use std::fs;
use std::path::{Path, PathBuf};

use serde::Deserialize;
use thiserror::Error;
use tracing::info;
use zmeas_core::entity::{EntityId, EntityStore};
use zmeas_core::geometry::Point2;
use zmeas_engine::errors::EngineError;
use zmeas_engine::group::{ComponentId, ComponentModel};

/// 待匹配的语料库与种子定义。
#[derive(Debug, Clone, Deserialize)]
pub struct Corpus {
    pub entities: EntityStore,
    pub seed: SeedSpec,
}

/// 种子组件描述，`children` 中的子组件会先于父组件创建。
#[derive(Debug, Clone, Deserialize)]
pub struct SeedSpec {
    pub name: String,
    #[serde(default)]
    pub entity_ids: Vec<EntityId>,
    #[serde(default)]
    pub children: Vec<SeedSpec>,
}

impl SeedSpec {
    /// 递归写入组件模型，返回顶层种子 ID。
    pub fn register(
        &self,
        model: &mut ComponentModel,
        corpus: &EntityStore,
    ) -> Result<ComponentId, EngineError> {
        let children = self
            .children
            .iter()
            .map(|child| child.register(model, corpus))
            .collect::<Result<Vec<_>, _>>()?;
        model.add_seed(
            self.name.clone(),
            self.entity_ids.iter().copied(),
            children,
            corpus,
        )
    }
}

#[derive(Debug, Error)]
pub enum CorpusError {
    #[error("failed to read corpus {path:?}: {source}")]
    Io {
        path: PathBuf,
        #[source]
        source: std::io::Error,
    },
    #[error("failed to parse corpus {path:?}: {source}")]
    Parse {
        path: PathBuf,
        #[source]
        source: serde_json::Error,
    },
}

/// 从 JSON 文件加载语料库。
pub fn load(path: impl AsRef<Path>) -> Result<Corpus, CorpusError> {
    let path = path.as_ref();
    let content = fs::read_to_string(path).map_err(|source| CorpusError::Io {
        path: path.to_path_buf(),
        source,
    })?;
    let corpus: Corpus = serde_json::from_str(&content).map_err(|source| CorpusError::Parse {
        path: path.to_path_buf(),
        source,
    })?;
    info!(
        path = %path.display(),
        entities = corpus.entities.len(),
        seed = %corpus.seed.name,
        "已加载语料库"
    );
    Ok(corpus)
}

/// 演示用零件：两个安装孔、一条加强筋和一段圆角，绕原点旋转后平移到 `(tx, ty)`。
fn place_bracket(store: &mut EntityStore, degrees: f64, tx: f64, ty: f64) -> Vec<EntityId> {
    use std::f64::consts::{FRAC_PI_2, PI};

    let turn = degrees.to_radians();
    let (sin, cos) = turn.sin_cos();
    let place = |x: f64, y: f64| Point2::new(x * cos - y * sin + tx, x * sin + y * cos + ty);
    vec![
        store.add_circle(place(0.0, 0.0), 6.0),
        store.add_circle(place(40.0, 0.0), 3.0),
        store.add_line(place(10.0, 15.0), place(30.0, 15.0)),
        store.add_arc(place(20.0, -12.0), 5.0, turn + PI, turn + PI + FRAC_PI_2),
    ]
}

/// 内建演示语料：种子支架外加四个旋转副本与若干干扰图元。
pub fn demo() -> Corpus {
    let mut entities = EntityStore::new();
    let seed = place_bracket(&mut entities, 0.0, 0.0, 0.0);
    for (degrees, tx, ty) in [
        (30.0, 250.0, 40.0),
        (90.0, -180.0, 210.0),
        (180.0, 320.0, 360.0),
        (247.5, -260.0, -220.0),
    ] {
        place_bracket(&mut entities, degrees, tx, ty);
    }
    // 干扰项：尺寸不同的孔和孤立的筋
    entities.add_circle(Point2::new(120.0, -150.0), 9.0);
    entities.add_line(Point2::new(-60.0, -40.0), Point2::new(-40.0, -40.0));

    let (holes, rest) = seed.split_at(2);
    Corpus {
        entities,
        seed: SeedSpec {
            name: "Bracket".to_string(),
            entity_ids: rest.to_vec(),
            children: vec![SeedSpec {
                name: "Bracket Holes".to_string(),
                entity_ids: holes.to_vec(),
                children: Vec::new(),
            }],
        },
    }
}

※ ※ ※

What you have to do: All that is needed is the number of lines in the material containing the string "content".

Output below: 2